Areas of Emphasis
The Civil Engineering program at University of Wisconsin-Platteville will prepare you with a solid foundation in all technical areas and requires at least one emphasis from those listed.
As a construction engineer, you'll use both technical and management skills to bring public and private projects to life. Use your technical expertise, critical thinking skills, and financial insight to determine the equipment, personnel, and methods needed to turn a blueprint into a building; a road into a highway; a vacant lot into a playground facility. In this rewarding career, you'll use your entire toolkit of technical knowledge and critical thinking skills every day, and no two days are the same.
If you want to protect the environment while positively influencing public health, environmental engineering is for you. Environmental engineers are the earth's first line of defense against air and water pollution, and make sure cities have safe drinking water, functioning sewers, and clean air. Use cutting-edge technology to mitigate the impacts of energy production and agriculture on surrounding ecosystems; to minimize and detoxify hazardous waste from industry; and to ensure millions in underdeveloped regions have access to clean, safe drinking water.
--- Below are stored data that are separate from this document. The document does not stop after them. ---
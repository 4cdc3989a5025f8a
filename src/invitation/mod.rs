use std::collections::HashMap;
use std::time::Duration;

use actix::{Actor, Addr, AsyncContext, Context};
use chrono::{DateTime, Utc};
use serde::Serialize;
use tracing::info;
use uuid::Uuid;

use crate::battle::supervisor::BattleSupervisor;
use crate::env::MatchmakingSettings;
use crate::matchmaker::Matchmaker;
use crate::subscript::SubscriptionManager;

pub mod handlers;
pub mod messages;

/// pending에서 시작하며 나머지 상태는 전부 종결 상태다.
#[derive(Debug, Clone, Copy, PartialEq, Eq, Serialize)]
#[serde(rename_all = "snake_case")]
pub enum InvitationStatus {
    Pending,
    Accepted,
    Rejected,
    Expired,
    Cancelled,
}

impl InvitationStatus {
    pub fn is_terminal(&self) -> bool {
        *self != InvitationStatus::Pending
    }
}

/// 초대가 만들어진 경로. 큐 매칭 초대는 무산 시 양쪽을 다시 대기열로 돌린다.
#[derive(Debug, Clone, Copy, PartialEq, Eq, Serialize)]
#[serde(rename_all = "snake_case")]
pub enum InvitationOrigin {
    QueueMatch,
    Direct,
}

#[derive(Debug, Clone, Serialize)]
pub struct Invitation {
    pub id: Uuid,
    pub from_user_id: Uuid,
    pub to_user_id: Uuid,
    pub from_cp: i64,
    pub to_cp: i64,
    pub status: InvitationStatus,
    pub origin: InvitationOrigin,
    pub created_at: DateTime<Utc>,
    pub expires_at: DateTime<Utc>,
    pub responded_at: Option<DateTime<Utc>>,
}

impl Invitation {
    pub fn is_expired(&self, now: DateTime<Utc>) -> bool {
        now >= self.expires_at
    }
}

/// Invitation Coordinator: 제안/수락/거절/만료 핸드셰이크를 소유한다.
pub struct InvitationCoordinator {
    pub(crate) invitations: HashMap<Uuid, Invitation>,
    pub(crate) settings: MatchmakingSettings,
    pub(crate) subscription_addr: Addr<SubscriptionManager>,
    pub(crate) matchmaker_addr: Addr<Matchmaker>,
    pub(crate) supervisor_addr: Addr<BattleSupervisor>,
}

impl InvitationCoordinator {
    pub fn new(
        settings: MatchmakingSettings,
        subscription_addr: Addr<SubscriptionManager>,
        matchmaker_addr: Addr<Matchmaker>,
        supervisor_addr: Addr<BattleSupervisor>,
    ) -> Self {
        Self {
            invitations: HashMap::new(),
            settings,
            subscription_addr,
            matchmaker_addr,
            supervisor_addr,
        }
    }

    /// 같은 (from, to) 쌍의 pending 초대가 이미 있는지
    pub(crate) fn has_active_pending(&self, from: Uuid, to: Uuid, now: DateTime<Utc>) -> bool {
        self.invitations.values().any(|inv| {
            inv.status == InvitationStatus::Pending
                && !inv.is_expired(now)
                && inv.from_user_id == from
                && inv.to_user_id == to
        })
    }
}

impl Actor for InvitationCoordinator {
    type Context = Context<Self>;

    fn started(&mut self, ctx: &mut Self::Context) {
        info!("InvitationCoordinator actor started.");
        // 만료 초대 정리 타이머
        ctx.run_interval(
            Duration::from_millis(self.settings.sweep_interval_ms),
            |_act, ctx| {
                ctx.address().do_send(messages::SweepExpired);
            },
        );
    }
}
use actix::{Context, Handler};
use chrono::Utc;
use tracing::{debug, info};

use crate::errors::BattleResult;
use crate::invitation::messages::SendInvitation;
use crate::invitation::InvitationOrigin;
use crate::matchmaker::messages::{
    BindInvitations, Dequeue, Enqueue, ExpireStale, QueueStats, QueueStatsView, ReleaseMatch,
    RemovePair, TryMatch,
};
use crate::matchmaker::{pick_candidate, Matchmaker, QueueEntry, QueueStatus};
use crate::metrics;

impl Handler<Enqueue> for Matchmaker {
    type Result = BattleResult<QueueEntry>;

    fn handle(&mut self, msg: Enqueue, _ctx: &mut Context<Self>) -> Self::Result {
        let range = msg
            .match_range_percent
            .unwrap_or(self.settings.match_range_default)
            .clamp(self.settings.match_range_min, self.settings.match_range_max);

        // 사용자당 하나의 항목만: 기존 항목은 교체된다
        if self.entries.remove(&msg.user_id).is_some() {
            debug!("Replacing existing queue entry for user {}", msg.user_id);
        }

        let entry = QueueEntry::new(
            msg.user_id,
            msg.combat_power,
            range,
            self.settings.queue_ttl_seconds,
        );
        info!(
            "User {} enqueued with CP {} (range [{}, {}])",
            msg.user_id, msg.combat_power, entry.min_cp, entry.max_cp
        );
        self.entries.insert(msg.user_id, entry.clone());

        metrics::PLAYERS_ENQUEUED_TOTAL.inc();
        metrics::QUEUE_SIZE.set(self.searching_count() as i64);
        Ok(entry)
    }
}

impl Handler<Dequeue> for Matchmaker {
    type Result = ();

    fn handle(&mut self, msg: Dequeue, _ctx: &mut Context<Self>) -> Self::Result {
        if self.entries.remove(&msg.user_id).is_some() {
            info!("User {} removed from queue", msg.user_id);
        }
        metrics::QUEUE_SIZE.set(self.searching_count() as i64);
    }
}

impl Handler<RemovePair> for Matchmaker {
    type Result = ();

    fn handle(&mut self, msg: RemovePair, _ctx: &mut Context<Self>) -> Self::Result {
        self.entries.remove(&msg.user_a);
        self.entries.remove(&msg.user_b);
        metrics::QUEUE_SIZE.set(self.searching_count() as i64);
    }
}

impl Handler<ReleaseMatch> for Matchmaker {
    type Result = ();

    fn handle(&mut self, msg: ReleaseMatch, _ctx: &mut Context<Self>) -> Self::Result {
        // 초대가 무산된 쌍은 새 TTL로 다시 검색 상태가 된다
        let ttl = chrono::Duration::seconds(self.settings.queue_ttl_seconds);
        for user_id in [msg.user_a, msg.user_b] {
            if let Some(entry) = self.entries.get_mut(&user_id) {
                entry.status = QueueStatus::Searching;
                entry.matched_with = None;
                entry.expires_at = Utc::now() + ttl;
                debug!("User {} released back to searching", user_id);
            }
        }
        metrics::QUEUE_SIZE.set(self.searching_count() as i64);
    }
}

impl Handler<QueueStats> for Matchmaker {
    type Result = Option<QueueStatsView>;

    fn handle(&mut self, msg: QueueStats, _ctx: &mut Context<Self>) -> Self::Result {
        let entry = self.entries.get(&msg.user_id)?;
        if entry.status != QueueStatus::Searching {
            return None;
        }

        // 1-based 순번: 먼저 검색을 시작한 항목이 앞선다
        let position = 1 + self
            .entries
            .values()
            .filter(|e| e.status == QueueStatus::Searching)
            .filter(|e| e.search_started_at < entry.search_started_at)
            .count();

        // 단순 선형 추정이다. 대기열 이론 모델이 아니다.
        let estimated_wait_seconds = (position as u64 * 15).max(10);
        Some(QueueStatsView {
            position,
            estimated_wait_seconds,
        })
    }
}

impl Handler<TryMatch> for Matchmaker {
    type Result = ();

    fn handle(&mut self, _msg: TryMatch, _ctx: &mut Context<Self>) -> Self::Result {
        let invitation_addr = match &self.invitation_addr {
            Some(addr) => addr.clone(),
            None => return,
        };

        let now = Utc::now();
        let mut rng = rand::thread_rng();

        // 먼저 검색을 시작한 항목부터 짝을 찾는다
        let mut order: Vec<uuid::Uuid> = self
            .entries
            .values()
            .filter(|e| e.status == QueueStatus::Searching && !e.is_expired(now))
            .map(|e| e.user_id)
            .collect();
        order.sort_by_key(|id| self.entries[id].search_started_at);

        for user_id in order {
            let caller = match self.entries.get(&user_id) {
                Some(e) if e.status == QueueStatus::Searching => e.clone(),
                _ => continue,
            };

            let Some(opponent_id) = pick_candidate(&caller, self.entries.values(), now, &mut rng)
            else {
                continue;
            };
            let opponent_cp = self.entries[&opponent_id].combat_power;

            for (id, with) in [(user_id, opponent_id), (opponent_id, user_id)] {
                if let Some(entry) = self.entries.get_mut(&id) {
                    entry.status = QueueStatus::Matched;
                    entry.matched_with = Some(with);
                }
            }

            info!(
                "Match found: {} (CP {}) vs {} (CP {})",
                user_id, caller.combat_power, opponent_id, opponent_cp
            );
            metrics::MATCHES_FOUND_TOTAL.inc();

            // 먼저 대기한 쪽이 초대를 보낸다. 초대 생성과 match_found 알림은
            // InvitationCoordinator가 처리한다.
            invitation_addr.do_send(SendInvitation {
                from_user_id: user_id,
                to_user_id: opponent_id,
                from_cp: caller.combat_power,
                to_cp: opponent_cp,
                origin: InvitationOrigin::QueueMatch,
            });
        }

        metrics::QUEUE_SIZE.set(self.searching_count() as i64);
    }
}

impl Handler<ExpireStale> for Matchmaker {
    type Result = ();

    fn handle(&mut self, _msg: ExpireStale, _ctx: &mut Context<Self>) -> Self::Result {
        let now = Utc::now();
        let before = self.entries.len();
        self.entries
            .retain(|_, e| e.status != QueueStatus::Searching || !e.is_expired(now));

        let expired = before - self.entries.len();
        if expired > 0 {
            info!("Expired {} stale queue entries", expired);
            metrics::QUEUE_ENTRIES_EXPIRED_TOTAL.inc_by(expired as u64);
            metrics::QUEUE_SIZE.set(self.searching_count() as i64);
        }
    }
}

impl Handler<BindInvitations> for Matchmaker {
    type Result = ();

    fn handle(&mut self, msg: BindInvitations, _ctx: &mut Context<Self>) -> Self::Result {
        self.invitation_addr = Some(msg.addr);
    }
}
From foundations to abutments, retaining walls to slopes, and landfills to levees, geotechnical engineers build the foundations of lives. Dig deeper, discover the properties and potential of the soil and rock underlying infrastructure projects. As a geotechnical engineer, you'll ensure any project built on or with soil is safe from earthquakes, erosion, flooding, and other natural threats.
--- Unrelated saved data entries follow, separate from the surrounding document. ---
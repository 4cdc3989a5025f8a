use std::time::{Duration, Instant};

use actix::{
    Actor, ActorContext, Addr, AsyncContext, Handler, StreamHandler,
};
use actix_web::{get, post, web, HttpRequest, HttpResponse, Responder};
use actix_web_actors::ws;
use prometheus::{Encoder, TextEncoder};
use serde::Deserialize;
use serde_json::json;
use tracing::{error, info, warn};
use uuid::Uuid;

use crate::battle::actor::{GetSnapshot, StartBattle, SubmitAction};
use crate::battle::supervisor::messages::GetBattleAddr;
use crate::battle::types::ActionKind;
use crate::errors::BattleError;
use crate::invitation::messages::{Cancel, PendingInvitations, Respond, SendInvitation};
use crate::invitation::InvitationOrigin;
use crate::matchmaker::messages::{Dequeue, Enqueue, QueueStats};
use crate::protocol::{ErrorCode, ServerMessage};
use crate::subscript::messages::{Deregister, Register};
use crate::subscript::SubscriptionManager;
use crate::AppState;

const WS_HEARTBEAT_INTERVAL: Duration = Duration::from_secs(5);
const WS_CLIENT_TIMEOUT: Duration = Duration::from_secs(30);

fn error_response(err: &BattleError) -> HttpResponse {
    let code = ErrorCode::from(err);
    let body = json!({ "code": code, "message": err.to_string() });
    match err {
        BattleError::NotFound { .. } | BattleError::Expired { .. } => {
            HttpResponse::NotFound().json(body)
        }
        BattleError::InvalidState { .. } | BattleError::ConcurrencyConflict { .. } => {
            HttpResponse::Conflict().json(body)
        }
        BattleError::RateLimited { .. } | BattleError::DailyLimitExceeded { .. } => {
            HttpResponse::TooManyRequests().json(body)
        }
        BattleError::Mailbox(_) | BattleError::Internal { .. } => {
            HttpResponse::InternalServerError().json(body)
        }
    }
}

// --- Queue ---

#[derive(Deserialize)]
pub struct JoinQueueRequest {
    pub user_id: Uuid,
    pub match_range_percent: Option<f64>,
}

#[post("/queue/join")]
pub async fn join_queue(
    state: web::Data<AppState>,
    body: web::Json<JoinQueueRequest>,
) -> impl Responder {
    // 일일 한도는 큐 진입 전에 검사한다
    let tier = match state.cp_provider.tier(body.user_id).await {
        Ok(tier) => tier,
        Err(e) => return error_response(&e),
    };
    if let Err(e) = state.limiter.check(body.user_id, &tier) {
        return error_response(&e);
    }

    let combat_power = match state.cp_provider.combat_power(body.user_id).await {
        Ok(cp) => cp,
        Err(e) => return error_response(&e),
    };

    match state
        .matchmaker_addr
        .send(Enqueue {
            user_id: body.user_id,
            combat_power,
            match_range_percent: body.match_range_percent,
        })
        .await
    {
        Ok(Ok(entry)) => HttpResponse::Ok().json(entry),
        Ok(Err(e)) => error_response(&e),
        Err(e) => error_response(&BattleError::from(e)),
    }
}

#[derive(Deserialize)]
pub struct LeaveQueueRequest {
    pub user_id: Uuid,
}

#[post("/queue/leave")]
pub async fn leave_queue(
    state: web::Data<AppState>,
    body: web::Json<LeaveQueueRequest>,
) -> impl Responder {
    state.matchmaker_addr.do_send(Dequeue {
        user_id: body.user_id,
    });
    HttpResponse::Ok().json(json!({ "left": true }))
}

#[get("/queue/stats/{user_id}")]
pub async fn queue_stats(
    state: web::Data<AppState>,
    path: web::Path<Uuid>,
) -> impl Responder {
    match state
        .matchmaker_addr
        .send(QueueStats {
            user_id: path.into_inner(),
        })
        .await
    {
        Ok(Some(stats)) => HttpResponse::Ok().json(stats),
        Ok(None) => error_response(&BattleError::not_found("queue_entry", "user")),
        Err(e) => error_response(&BattleError::from(e)),
    }
}

// --- Invitations ---

#[derive(Deserialize)]
pub struct SendInvitationRequest {
    pub from_user_id: Uuid,
    pub to_user_id: Uuid,
}

#[post("/invitations")]
pub async fn send_invitation(
    state: web::Data<AppState>,
    body: web::Json<SendInvitationRequest>,
) -> impl Responder {
    let tier = match state.cp_provider.tier(body.from_user_id).await {
        Ok(tier) => tier,
        Err(e) => return error_response(&e),
    };
    if let Err(e) = state.limiter.check(body.from_user_id, &tier) {
        return error_response(&e);
    }

    let from_cp = match state.cp_provider.combat_power(body.from_user_id).await {
        Ok(cp) => cp,
        Err(e) => return error_response(&e),
    };
    let to_cp = match state.cp_provider.combat_power(body.to_user_id).await {
        Ok(cp) => cp,
        Err(e) => return error_response(&e),
    };

    match state
        .invitation_addr
        .send(SendInvitation {
            from_user_id: body.from_user_id,
            to_user_id: body.to_user_id,
            from_cp,
            to_cp,
            origin: InvitationOrigin::Direct,
        })
        .await
    {
        Ok(Ok(invitation)) => HttpResponse::Ok().json(invitation),
        Ok(Err(e)) => error_response(&e),
        Err(e) => error_response(&BattleError::from(e)),
    }
}

/// 폴링 fallback: 알림 세션이 없어도 받은 초대를 확인할 수 있다
#[get("/invitations/pending/{user_id}")]
pub async fn pending_invitations(
    state: web::Data<AppState>,
    path: web::Path<Uuid>,
) -> impl Responder {
    match state
        .invitation_addr
        .send(PendingInvitations {
            user_id: path.into_inner(),
        })
        .await
    {
        Ok(invitations) => HttpResponse::Ok().json(invitations),
        Err(e) => error_response(&BattleError::from(e)),
    }
}

#[derive(Deserialize)]
pub struct RespondInvitationRequest {
    pub user_id: Uuid,
    pub accept: bool,
}

#[post("/invitations/{id}/respond")]
pub async fn respond_invitation(
    state: web::Data<AppState>,
    path: web::Path<Uuid>,
    body: web::Json<RespondInvitationRequest>,
) -> impl Responder {
    match state
        .invitation_addr
        .send(Respond {
            invitation_id: path.into_inner(),
            user_id: body.user_id,
            accept: body.accept,
        })
        .await
    {
        Ok(Ok(battle)) => HttpResponse::Ok().json(json!({ "battle": battle })),
        Ok(Err(e)) => error_response(&e),
        Err(e) => error_response(&BattleError::from(e)),
    }
}

#[derive(Deserialize)]
pub struct CancelInvitationRequest {
    pub user_id: Uuid,
}

#[post("/invitations/{id}/cancel")]
pub async fn cancel_invitation(
    state: web::Data<AppState>,
    path: web::Path<Uuid>,
    body: web::Json<CancelInvitationRequest>,
) -> impl Responder {
    match state
        .invitation_addr
        .send(Cancel {
            invitation_id: path.into_inner(),
            user_id: body.user_id,
        })
        .await
    {
        Ok(Ok(())) => HttpResponse::Ok().json(json!({ "cancelled": true })),
        Ok(Err(e)) => error_response(&e),
        Err(e) => error_response(&BattleError::from(e)),
    }
}

// --- Battles ---

#[post("/battles/{id}/start")]
pub async fn start_battle(state: web::Data<AppState>, path: web::Path<Uuid>) -> impl Responder {
    let battle_id = path.into_inner();
    let addr = match state
        .supervisor_addr
        .send(GetBattleAddr { battle_id })
        .await
    {
        Ok(Some(addr)) => addr,
        Ok(None) => return error_response(&BattleError::not_found("battle", battle_id)),
        Err(e) => return error_response(&BattleError::from(e)),
    };

    match addr.send(StartBattle).await {
        Ok(Ok(())) => HttpResponse::Ok().json(json!({ "started": true })),
        Ok(Err(e)) => error_response(&e),
        Err(e) => error_response(&BattleError::from(e)),
    }
}

#[derive(Deserialize)]
pub struct SubmitActionRequest {
    pub user_id: Uuid,
    pub action: ActionKind,
}

#[post("/battles/{id}/action")]
pub async fn submit_action(
    state: web::Data<AppState>,
    path: web::Path<Uuid>,
    body: web::Json<SubmitActionRequest>,
) -> impl Responder {
    let battle_id = path.into_inner();
    let addr = match state
        .supervisor_addr
        .send(GetBattleAddr { battle_id })
        .await
    {
        Ok(Some(addr)) => addr,
        Ok(None) => return error_response(&BattleError::not_found("battle", battle_id)),
        Err(e) => return error_response(&BattleError::from(e)),
    };

    match addr
        .send(SubmitAction {
            user_id: body.user_id,
            kind: body.action,
        })
        .await
    {
        Ok(Ok(ack)) => HttpResponse::Ok().json(ack),
        Ok(Err(e)) => error_response(&e),
        Err(e) => error_response(&BattleError::from(e)),
    }
}

/// battle/state/rounds 조회. 진행 중이면 actor 스냅샷을, 끝난 전투는
/// 저장소 기록을 돌려준다.
#[get("/battles/{id}")]
pub async fn get_battle_state(state: web::Data<AppState>, path: web::Path<Uuid>) -> impl Responder {
    let battle_id = path.into_inner();

    let (battle, battle_state) = match state
        .supervisor_addr
        .send(GetBattleAddr { battle_id })
        .await
    {
        Ok(Some(addr)) => match addr.send(GetSnapshot).await {
            Ok(snapshot) => (snapshot.battle, snapshot.state),
            Err(e) => return error_response(&BattleError::from(e)),
        },
        Ok(None) => {
            let battle = match state.store.load_battle(battle_id).await {
                Ok(battle) => battle,
                Err(e) => return error_response(&e),
            };
            let battle_state = match state.store.load_battle_state(battle_id).await {
                Ok(s) => s,
                Err(e) => return error_response(&e),
            };
            (battle, battle_state)
        }
        Err(e) => return error_response(&BattleError::from(e)),
    };

    let rounds = match state.store.load_rounds(battle_id).await {
        Ok(rounds) => rounds,
        Err(e) => return error_response(&e),
    };

    HttpResponse::Ok().json(json!({
        "battle": battle,
        "state": battle_state,
        "rounds": rounds,
    }))
}

/// 재접속 시 진행 중 전투를 되찾는 용도
#[get("/battles/active/{user_id}")]
pub async fn active_battle(state: web::Data<AppState>, path: web::Path<Uuid>) -> impl Responder {
    match state.store.load_ongoing_battle_for_user(path.into_inner()).await {
        Ok(battle) => HttpResponse::Ok().json(json!({ "battle": battle })),
        Err(e) => error_response(&e),
    }
}

// --- Operational ---

#[get("/health")]
pub async fn health() -> impl Responder {
    HttpResponse::Ok().json(json!({ "status": "ok" }))
}

#[get("/metrics")]
pub async fn metrics_endpoint(state: web::Data<AppState>) -> impl Responder {
    let encoder = TextEncoder::new();
    let metric_families = state.metrics_registry.gather();
    let mut buffer = Vec::new();
    if let Err(e) = encoder.encode(&metric_families, &mut buffer) {
        error!("Failed to encode metrics: {}", e);
        return HttpResponse::InternalServerError().finish();
    }
    HttpResponse::Ok()
        .content_type(encoder.format_type())
        .body(buffer)
}

// --- Notification WebSocket ---

/// 사용자당 하나의 알림 세션. SubscriptionManager에 자신을 등록하고
/// ServerMessage를 JSON으로 내려보낸다.
pub struct NotificationSession {
    user_id: Uuid,
    sub_manager: Addr<SubscriptionManager>,
    last_heartbeat: Instant,
}

impl NotificationSession {
    pub fn new(user_id: Uuid, sub_manager: Addr<SubscriptionManager>) -> Self {
        Self {
            user_id,
            sub_manager,
            last_heartbeat: Instant::now(),
        }
    }
}

impl Actor for NotificationSession {
    type Context = ws::WebsocketContext<Self>;

    fn started(&mut self, ctx: &mut Self::Context) {
        info!("Notification session opened for user {}", self.user_id);
        self.sub_manager.do_send(Register {
            user_id: self.user_id,
            recipient: ctx.address().recipient(),
        });

        ctx.run_interval(WS_HEARTBEAT_INTERVAL, |act, ctx| {
            if Instant::now().duration_since(act.last_heartbeat) > WS_CLIENT_TIMEOUT {
                warn!("Heartbeat timeout for user {}, closing session", act.user_id);
                ctx.stop();
                return;
            }
            ctx.ping(b"");
        });
    }

    fn stopped(&mut self, _ctx: &mut Self::Context) {
        self.sub_manager.do_send(Deregister {
            user_id: self.user_id,
        });
    }
}

impl Handler<ServerMessage> for NotificationSession {
    type Result = ();

    fn handle(&mut self, msg: ServerMessage, ctx: &mut Self::Context) -> Self::Result {
        match serde_json::to_string(&msg) {
            Ok(json) => ctx.text(json),
            Err(e) => error!("Failed to serialize notification: {}", e),
        }
    }
}

impl StreamHandler<Result<ws::Message, ws::ProtocolError>> for NotificationSession {
    fn handle(&mut self, msg: Result<ws::Message, ws::ProtocolError>, ctx: &mut Self::Context) {
        match msg {
            Ok(ws::Message::Ping(payload)) => {
                self.last_heartbeat = Instant::now();
                ctx.pong(&payload);
            }
            Ok(ws::Message::Pong(_)) => {
                self.last_heartbeat = Instant::now();
            }
            Ok(ws::Message::Close(reason)) => {
                info!("Notification session closing for user {}", self.user_id);
                ctx.close(reason);
                ctx.stop();
            }
            Ok(_) => {}
            Err(e) => {
                error!("Notification session error for user {}: {}", self.user_id, e);
                ctx.stop();
            }
        }
    }
}

#[derive(Deserialize)]
pub struct WsQuery {
    pub user_id: Uuid,
}

#[get("/ws/")]
pub async fn notification_ws(
    req: HttpRequest,
    stream: web::Payload,
    query: web::Query<WsQuery>,
    state: web::Data<AppState>,
) -> Result<HttpResponse, actix_web::Error> {
    let session = NotificationSession::new(query.user_id, state.sub_manager_addr.clone());
    ws::start(session, &req, stream)
}

pub fn configure(cfg: &mut web::ServiceConfig) {
    cfg.service(join_queue)
        .service(leave_queue)
        .service(queue_stats)
        .service(send_invitation)
        .service(pending_invitations)
        .service(respond_invitation)
        .service(cancel_invitation)
        .service(start_battle)
        .service(submit_action)
        .service(get_battle_state)
        .service(active_battle)
        .service(health)
        .service(metrics_endpoint)
        .service(notification_ws);
}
As a municipal engineer, you'll keep the heart of a city beating. From streets and sidewalks to lighting and water supply, municipal engineers ensure public infrastructure serves residents smoothly and efficiently. From the underground utility networks that keep the lights on, to the water and sewer networks that move millions of gallons daily, you'll get an up-close view of a city's moving parts that most people never see.
Structural engineers ensure a structure can withstand forces and pressures that affect it. And since they help build everything from railroad bridges to stadiums, offshore oil rigs to skyscrapers, those forces and pressures can be titanic. Applied mathematics and mechanics, materials science, and a detailed knowledge of design codes compose the toolkit that you'll use daily, keeping people safe by keeping structures sound.
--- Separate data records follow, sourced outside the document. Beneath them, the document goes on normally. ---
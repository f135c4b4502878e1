//! The transport capability the presence store runs on.
//!
//! A channel is an unreliable broadcast medium: sends are fire-and-forget,
//! nothing is acknowledged, and inbound messages may be lost, duplicated or
//! reordered. The store stays correct anyway through heartbeats and
//! timeouts, so implementations must not add retries of their own.

mod local;
mod ws;

pub use local::{LocalChannel, LocalHub};
pub use ws::WsChannel;

use tokio::sync::mpsc;

use crate::protocol::{Envelope, PresenceMessage};

/// Best-effort broadcast transport.
pub trait Channel: Send + Sync + 'static {
    /// Broadcast a message to the other peers. Never blocks, never fails.
    fn send(&self, message: PresenceMessage);

    /// Broadcast during teardown. Must not rely on any reply path.
    fn send_beacon(&self, message: PresenceMessage);

    /// Subscribe to inbound messages. Dropping the receiver unsubscribes.
    fn listen(&self) -> mpsc::UnboundedReceiver<Envelope>;
}
//! Soft-state presence for peers on an unreliable broadcast channel.
//!
//! ```rust,no_run
//! use std::sync::Arc;
//! use roster_presence::{LocalHub, PresenceConfig, PresenceStore};
//!
//! # async fn demo() {
//! let hub = LocalHub::new();
//! let store = PresenceStore::open(Arc::new(hub.connect("alice")), PresenceConfig::default());
//! store.report(&serde_json::json!({"locations": [{"documentId": "doc-1"}]})).unwrap();
//!
//! let mut presence = store.presence();
//! while let Some(snapshot) = presence.next_snapshot().await {
//!     println!("{} sessions present", snapshot.len());
//! }
//! # }
//! ```

pub mod channel;
pub mod presence;
pub mod protocol;

pub use channel::{Channel, LocalChannel, LocalHub, WsChannel};
pub use presence::views::{self, IdentityPresence};
pub use presence::{PresenceConfig, PresenceStore, PresenceStream};
pub use protocol::{
    composite_key, Envelope, Payload, PeerState, PresenceMessage, RelayHello, RelayReply,
    Snapshot,
};
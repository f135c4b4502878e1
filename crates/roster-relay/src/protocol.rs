//! Relay-side framing. The relay only checks that a frame looks like a
//! presence message and stamps it with the sender's identity; payloads are
//! forwarded untouched, including message types it does not know.

use serde_json::{json, Value};

/// Validate a join request.
pub fn check_join(room: &str, identity: &str) -> Result<(), String> {
    if room.trim().is_empty() {
        return Err("room must not be empty".into());
    }
    if identity.trim().is_empty() {
        return Err("identity must not be empty".into());
    }
    Ok(())
}

/// Wrap a client frame as `{"sender": identity, "message": frame}`.
///
/// Returns an error for frames that are not a JSON object with a string
/// `type`.
pub fn wrap_frame(identity: &str, text: &str) -> Result<String, String> {
    let message: Value = serde_json::from_str(text).map_err(|e| e.to_string())?;
    match message.get("type") {
        Some(Value::String(_)) => {}
        Some(_) => return Err("`type` must be a string".into()),
        None => return Err("missing `type`".into()),
    }
    Ok(json!({ "sender": identity, "message": message }).to_string())
}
As a transportation engineer, you'll keep the world moving. From timing a stoplight at a city intersection to designing the optimal route for a new light-rail system, you'll analyze data and create efficient solutions for ground, sea, and air travel. Within this broad and varied field, use sophisticated forecasting methods to anticipate traveler needs, civil engineering theory to determine the composition and design of roadways, social science to understand how people and products move, and business models to predict future usage patterns. From ports and harbors to the nation's airports, transportation engineers can be found anywhere people and products are moving.